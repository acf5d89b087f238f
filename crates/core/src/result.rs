//! Validation results and the aggregation that reduces them to a verdict.
//!
//! Each validator yields a [`ValidationResult`]. One dispatch yields exactly
//! one [`Verdict`], produced by [`aggregate`]:
//!
//! 1. the first blocking result (in registration order) wins, with every
//!    warning appended under "Warnings from other checks";
//! 2. otherwise all warnings merge into one, newline-joined;
//! 3. otherwise the action passes.
//!
//! A blocking finding is never masked by warnings, and warnings are never
//! dropped.

use serde::{Deserialize, Serialize};
use std::collections::BTreeMap;
use std::fmt;

/// Header of the section listing warnings alongside a block.
pub const OTHER_WARNINGS_HEADER: &str = "Warnings from other checks:";

/// Outcome of a single check.
///
/// `passed` implies `!should_block`. A failed, non-blocking result is a warning.
#[derive(Debug, Clone, Default, PartialEq, Eq, Serialize, Deserialize)]
pub struct ValidationResult {
    pub passed: bool,

    pub should_block: bool,

    #[serde(default)]
    pub message: String,

    /// Documentation link or error code for the finding.
    #[serde(default, skip_serializing_if = "Option::is_none")]
    pub reference: Option<String>,

    #[serde(default, skip_serializing_if = "Option::is_none")]
    pub fix_hint: Option<String>,

    #[serde(default, skip_serializing_if = "BTreeMap::is_empty")]
    pub details: BTreeMap<String, String>,
}

impl ValidationResult {
    pub fn pass() -> Self {
        Self {
            passed: true,
            ..Self::default()
        }
    }

    /// A passing result that still carries an explanatory message.
    pub fn pass_with_message(message: impl Into<String>) -> Self {
        Self {
            passed: true,
            message: message.into(),
            ..Self::default()
        }
    }

    /// A non-blocking finding.
    pub fn warn(message: impl Into<String>) -> Self {
        Self {
            passed: false,
            should_block: false,
            message: message.into(),
            ..Self::default()
        }
    }

    /// A finding that stops the action.
    pub fn block(message: impl Into<String>) -> Self {
        Self {
            passed: false,
            should_block: true,
            message: message.into(),
            ..Self::default()
        }
    }

    pub fn with_reference(mut self, reference: impl Into<String>) -> Self {
        self.reference = Some(reference.into());
        self
    }

    pub fn with_fix_hint(mut self, hint: impl Into<String>) -> Self {
        self.fix_hint = Some(hint.into());
        self
    }

    pub fn with_detail(mut self, key: impl Into<String>, value: impl Into<String>) -> Self {
        self.details.insert(key.into(), value.into());
        self
    }

    pub fn is_blocking(&self) -> bool {
        !self.passed && self.should_block
    }

    pub fn is_warning(&self) -> bool {
        !self.passed && !self.should_block
    }

    pub fn decision(&self) -> Decision {
        if self.is_blocking() {
            Decision::Block
        } else if self.is_warning() {
            Decision::Warn
        } else {
            Decision::Allow
        }
    }
}

/// The three possible outcomes, ordered by severity.
#[derive(Debug, Clone, Copy, PartialEq, Eq, PartialOrd, Ord, Hash, Serialize, Deserialize)]
#[serde(rename_all = "snake_case")]
pub enum Decision {
    Allow,
    Warn,
    Block,
}

impl Decision {
    pub fn as_str(self) -> &'static str {
        match self {
            Decision::Allow => "allow",
            Decision::Warn => "warn",
            Decision::Block => "block",
        }
    }
}

impl fmt::Display for Decision {
    fn fmt(&self, f: &mut fmt::Formatter<'_>) -> fmt::Result {
        f.write_str(self.as_str())
    }
}

/// The single reduced outcome of one dispatch.
#[derive(Debug, Clone, PartialEq, Eq, Serialize, Deserialize)]
pub struct Verdict {
    pub decision: Decision,

    /// The authoritative result (the first block, the merged warning, or a pass).
    pub result: ValidationResult,

    /// Validator that produced the blocking result, when blocked.
    #[serde(default, skip_serializing_if = "Option::is_none")]
    pub blocked_by: Option<String>,

    /// Names of the validators that ran, in registration order.
    #[serde(default)]
    pub validators: Vec<String>,
}

impl Verdict {
    pub fn pass() -> Self {
        Self {
            decision: Decision::Allow,
            result: ValidationResult::pass(),
            blocked_by: None,
            validators: Vec::new(),
        }
    }

    pub fn is_blocked(&self) -> bool {
        self.decision == Decision::Block
    }

    pub fn message(&self) -> &str {
        &self.result.message
    }
}

/// Reduce `(validator name, result)` pairs, given in registration order, to one verdict.
pub fn aggregate<I>(results: I) -> Verdict
where
    I: IntoIterator<Item = (String, ValidationResult)>,
{
    let mut validators = Vec::new();
    let mut first_block: Option<(String, ValidationResult)> = None;
    let mut warnings: Vec<String> = Vec::new();

    for (name, result) in results {
        validators.push(name.clone());
        if result.is_blocking() {
            if first_block.is_none() {
                first_block = Some((name, result));
            }
        } else if result.is_warning() {
            warnings.push(result.message);
        }
    }

    if let Some((name, mut result)) = first_block {
        if !warnings.is_empty() {
            let listed: Vec<String> = warnings.iter().map(|w| format!("- {w}")).collect();
            result.message = format!(
                "{}\n\n{}\n{}",
                result.message,
                OTHER_WARNINGS_HEADER,
                listed.join("\n")
            );
        }
        return Verdict {
            decision: Decision::Block,
            result,
            blocked_by: Some(name),
            validators,
        };
    }

    if !warnings.is_empty() {
        return Verdict {
            decision: Decision::Warn,
            result: ValidationResult::warn(warnings.join("\n")),
            blocked_by: None,
            validators,
        };
    }

    Verdict {
        validators,
        ..Verdict::pass()
    }
}
//! Native transport — plugins loaded into this process as dynamic libraries.
//!
//! Loading validates the path, opens the library, resolves the entry
//! symbol, and checks the ABI version. An accepted library is never unloaded:
//! its code must outlive every vtable pointer handed out, so the handle is
//! leaked. A library rejected before that point is closed again.
//!
//! Calls are synchronous. Cancellation is checked before each call; a panic
//! inside the library is caught on its side of the boundary (and again on
//! ours) and reported as a blocking response naming the plugin.

mod abi;
pub mod sdk;

pub use abi::{ABI_VERSION, ENTRY_SYMBOL, EntryFn, Envelope, PluginVTable};
pub use sdk::NativeValidator;

use async_trait::async_trait;
use libloading::Library;
use serde::de::DeserializeOwned;
use std::collections::HashMap;
use std::ffi::{CStr, CString};
use std::os::raw::c_char;
use std::panic::{AssertUnwindSafe, catch_unwind};
use std::sync::Arc;
use toolwarden_config::PluginConfig;
use toolwarden_core::{CallContext, PluginError};
use toolwarden_security::{PluginPathPolicy, sanitize_message};
use tracing::{debug, error};

use crate::plugin::{Plugin, PluginLoader, required_path};
use crate::types::{PluginInfo, PluginRequest, PluginResponse, Transport};

/// Shared-library suffixes accepted by the native loader.
pub const LIBRARY_EXTENSIONS: &[&str] = &[".so", ".dylib", ".dll"];

/// Error code on responses synthesized from a plugin crash.
pub const CRASH_ERROR_CODE: &str = "PLUGIN_CRASH";

pub struct NativeLoader {
    policy: PluginPathPolicy,
}

impl NativeLoader {
    pub fn new(policy: PluginPathPolicy) -> Self {
        Self {
            policy: policy.with_extensions(LIBRARY_EXTENSIONS),
        }
    }
}

#[async_trait]
impl PluginLoader for NativeLoader {
    fn transport(&self) -> Transport {
        Transport::Native
    }

    async fn load(
        &self,
        cx: &CallContext,
        declaration: &PluginConfig,
    ) -> Result<Arc<dyn Plugin>, PluginError> {
        let name = declaration.name.as_str();
        cx.check().map_err(|e| PluginError::from_call(name, e))?;

        let raw_path = required_path(declaration)?;
        let path = self
            .policy
            .validate(raw_path)
            .map_err(|e| PluginError::Security {
                name: name.into(),
                reason: e.to_string(),
            })?;

        let load_failed = |reason: String| PluginError::LoadFailed {
            name: name.into(),
            reason,
        };

        // SAFETY: the path passed validation; running the library's
        // initializers is inherent to loading a native plugin.
        let library = unsafe { Library::new(&path) }
            .map_err(|e| load_failed(format!("failed to open library: {e}")))?;
        let vtable = into_vtable(library).map_err(load_failed)?;

        let plugin = NativePlugin::from_vtable(name, vtable)?.with_config(declaration.config.clone());
        debug!(
            plugin = %name,
            path = %path.display(),
            version = %plugin.info.version,
            "Native plugin loaded"
        );
        Ok(Arc::new(plugin))
    }
}

/// Resolve the entry point and keep `library` loaded for the rest of the
/// process. On error the library is dropped, which unloads it.
fn into_vtable(library: Library) -> Result<&'static PluginVTable, String> {
    // SAFETY: the symbol type matches the exported entry point declared by the SDK.
    let entry: EntryFn = unsafe { library.get::<EntryFn>(ENTRY_SYMBOL) }
        .map(|symbol| *symbol)
        .map_err(|e| format!("missing entry symbol: {e}"))?;

    // SAFETY: the entry point takes no arguments and returns a static vtable.
    let vtable_ptr = unsafe { entry() };
    if vtable_ptr.is_null() {
        return Err("entry point returned a null vtable".into());
    }
    // SAFETY: non-null and backed by `library`, which is still loaded.
    let abi_version = unsafe { (*vtable_ptr).abi_version };
    if abi_version != ABI_VERSION {
        return Err(format!(
            "ABI version {abi_version} is not supported (expected {ABI_VERSION})"
        ));
    }

    std::mem::forget(library);
    // SAFETY: the library backing the vtable is never unloaded.
    Ok(unsafe { &*vtable_ptr })
}

enum Outcome<T> {
    Value(T),
    Crashed(String),
}

pub struct NativePlugin {
    name: String,
    vtable: &'static PluginVTable,
    config: HashMap<String, serde_json::Value>,
    info: PluginInfo,
}

impl std::fmt::Debug for NativePlugin {
    fn fmt(&self, f: &mut std::fmt::Formatter<'_>) -> std::fmt::Result {
        f.debug_struct("NativePlugin")
            .field("name", &self.name)
            .field("info", &self.info)
            .finish()
    }
}

impl NativePlugin {
    /// Wrap a vtable, checking its ABI version and fetching its info.
    pub fn from_vtable(name: &str, vtable: &'static PluginVTable) -> Result<Self, PluginError> {
        if vtable.abi_version != ABI_VERSION {
            return Err(PluginError::LoadFailed {
                name: name.into(),
                reason: format!(
                    "ABI version {} is not supported (expected {ABI_VERSION})",
                    vtable.abi_version
                ),
            });
        }

        let mut plugin = Self {
            name: name.to_string(),
            vtable,
            config: Default::default(),
            info: PluginInfo::default(),
        };
        plugin.info = match plugin.invoke::<PluginInfo>(|| (vtable.info)())? {
            Outcome::Value(info) => info,
            Outcome::Crashed(message) => {
                return Err(PluginError::LoadFailed {
                    name: name.into(),
                    reason: format!("info crashed: {message}"),
                });
            }
        };
        Ok(plugin)
    }

    pub fn with_config(
        mut self,
        config: HashMap<String, serde_json::Value>,
    ) -> Self {
        self.config = config;
        self
    }

    /// Run one call and decode its envelope. Panics on either side become `Crashed`.
    fn invoke<T: DeserializeOwned>(
        &self,
        call: impl FnOnce() -> *mut c_char,
    ) -> Result<Outcome<T>, PluginError> {
        let raw = catch_unwind(AssertUnwindSafe(|| {
            let ptr = call();
            if ptr.is_null() {
                return None;
            }
            // SAFETY: non-null strings from the library are NUL-terminated and
            // stay valid until handed back to `free_string`.
            let text = unsafe { CStr::from_ptr(ptr) }.to_string_lossy().into_owned();
            unsafe { (self.vtable.free_string)(ptr) };
            Some(text)
        }));

        let text = match raw {
            Ok(Some(text)) => text,
            Ok(None) => {
                return Err(PluginError::NilResponse {
                    name: self.name.clone(),
                });
            }
            Err(payload) => {
                return Ok(Outcome::Crashed(sdk::panic_message(payload.as_ref())));
            }
        };

        let envelope: Envelope<T> =
            serde_json::from_str(&text).map_err(|e| PluginError::MalformedResponse {
                name: self.name.clone(),
                reason: e.to_string(),
            })?;
        match envelope {
            Envelope::Ok(value) => Ok(Outcome::Value(value)),
            Envelope::Panic(message) => Ok(Outcome::Crashed(message)),
            Envelope::Error(reason) => Err(PluginError::MalformedResponse {
                name: self.name.clone(),
                reason,
            }),
        }
    }

    fn crash_response(&self, message: &str) -> PluginResponse {
        let mut response = PluginResponse::block(format!(
            "Plugin '{}' crashed: {}",
            self.name,
            sanitize_message(message)
        ));
        response.error_code = CRASH_ERROR_CODE.into();
        response
    }
}

#[async_trait]
impl Plugin for NativePlugin {
    fn info(&self) -> &PluginInfo {
        &self.info
    }

    async fn validate(
        &self,
        cx: &CallContext,
        request: PluginRequest,
    ) -> Result<PluginResponse, PluginError> {
        cx.check()
            .map_err(|e| PluginError::from_call(&self.name, e))?;

        let request = request.with_default_config(&self.config);
        let payload = serde_json::to_string(&request)
            .ok()
            .and_then(|json| CString::new(json).ok())
            .ok_or_else(|| PluginError::Transport {
                name: self.name.clone(),
                reason: "failed to encode request".into(),
            })?;

        let validate = self.vtable.validate;
        // SAFETY: `payload` is a valid NUL-terminated string for the duration of the call.
        match self.invoke::<PluginResponse>(|| unsafe { validate(payload.as_ptr()) })? {
            Outcome::Value(response) => Ok(response),
            Outcome::Crashed(message) => {
                error!(plugin = %self.name, kind = "plugin_crash", "Native plugin panicked");
                Ok(self.crash_response(&message))
            }
        }
    }
}
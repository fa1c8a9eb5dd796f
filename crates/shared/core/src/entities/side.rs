use rust_decimal::Decimal;
use serde::{Deserialize, Serialize};

/// Aggressor side of an execution (the taker that crossed the spread)
#[derive(Debug, Clone, Copy, PartialEq, Eq, Hash, Serialize, Deserialize)]
#[serde(rename_all = "lowercase")]
pub enum Side {
    Buy,
    Sell,
}

impl Side {
    /// +1 for buys, -1 for sells
    pub fn sign(&self) -> Decimal {
        match self {
            Side::Buy => Decimal::ONE,
            Side::Sell => Decimal::NEGATIVE_ONE,
        }
    }
}

#[cfg(test)]
mod tests {
    use super::*;

    #[test]
    fn test_sign() {
        assert_eq!(Side::Buy.sign(), Decimal::ONE);
        assert_eq!(Side::Sell.sign(), Decimal::NEGATIVE_ONE);
    }

    #[test]
    fn test_serde_lowercase() {
        assert_eq!(serde_json::to_string(&Side::Buy).unwrap(), "\"buy\"");
        let side: Side = serde_json::from_str("\"sell\"").unwrap();
        assert_eq!(side, Side::Sell);
    }
}
use serde::{Deserialize, Serialize};

use crate::values::Timestamp;

/// Order in which book snapshots are pulled from storage
///
/// Training reads oldest first. Live inference reads newest first so the
/// current snapshots are inside a bounded sample.
#[derive(Debug, Clone, Copy, PartialEq, Eq, Default, Serialize, Deserialize)]
#[serde(rename_all = "lowercase")]
pub enum SortOrder {
    #[default]
    Ascending,
    Descending,
}

/// Closed time interval `[start, end]` in seconds
#[derive(Debug, Clone, Copy, PartialEq, Eq, Serialize, Deserialize)]
pub struct TimeRange {
    pub start: Timestamp,
    pub end: Timestamp,
}

impl TimeRange {
    pub fn new(start: Timestamp, end: Timestamp) -> Self {
        Self { start, end }
    }

    /// Check if a timestamp falls inside the interval (both ends included)
    pub fn contains(&self, ts: Timestamp) -> bool {
        self.start <= ts && ts <= self.end
    }
}
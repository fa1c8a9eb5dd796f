//! bitmicro Store
//!
//! In-memory implementation of the storage ports. Tables are keyed by
//! symbol and kept sorted by timestamp, mirroring how the collector's
//! time-series collections are indexed. Useful for tests, replays, and
//! callers that already hold history in process.

mod memory;

pub use memory::InMemoryStore;
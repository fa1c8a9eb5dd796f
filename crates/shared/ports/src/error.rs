use thiserror::Error;

/// Errors raised by a storage adapter
///
/// Feature generation never retries: any of these aborts the whole run.
#[derive(Error, Debug, Clone, PartialEq, Eq)]
pub enum StorageError {
    #[error("Storage connection failed: {0}")]
    Connection(String),

    #[error("Query on '{collection}' failed: {reason}")]
    Query { collection: String, reason: String },

    #[error("Malformed record: {0}")]
    Malformed(String),
}

pub type StorageResult<T> = std::result::Result<T, StorageError>;
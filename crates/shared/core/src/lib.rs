//! bitmicro Core Domain
//!
//! Pure domain types for order-book feature generation.
//! This crate contains no I/O and is 100% unit testable.

pub mod entities;
pub mod values;

// Re-export commonly used types at crate root
pub use entities::{
    // Depth
    BookLevel,
    BookSnapshot,
    // Executions
    Side,
    // Storage queries
    SortOrder,
    TimeRange,
    Trade,
    TradeId,
};
pub use values::{Price, Quantity, Symbol, Timestamp, to_f64};
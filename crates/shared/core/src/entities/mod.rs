mod book;
mod query;
mod side;
mod trade;

pub use book::{BookLevel, BookSnapshot};
pub use query::{SortOrder, TimeRange};
pub use side::Side;
pub use trade::{Trade, TradeId};
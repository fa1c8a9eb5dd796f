use bitmicro_core::Timestamp;
use bitmicro_ports::StorageError;
use thiserror::Error;

use crate::config::ConfigError;

/// Reasons a feature-generation run aborts
///
/// A failed run produces no partial table; the caller restarts it.
#[derive(Error, Debug, Clone, PartialEq)]
pub enum FeatureError {
    #[error(transparent)]
    Storage(#[from] StorageError),

    #[error(transparent)]
    Config(#[from] ConfigError),

    #[error("No book snapshots stored for {symbol}")]
    NoBooks { symbol: String },

    #[error("Book at {timestamp} is missing a side")]
    OneSidedBook { timestamp: Timestamp },
}

pub type FeatureResult<T> = std::result::Result<T, FeatureError>;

•••

> _EXERCISE DIRECTIONS_: From the data above, gather every line that includes the word "process".

> _RESPONSE TO THIS TASK_:
//! Native transport — plugins loaded into this process as dynamic libraries.
/// process. On error the library is dropped, which unloads it.
//! callers that already hold history in process.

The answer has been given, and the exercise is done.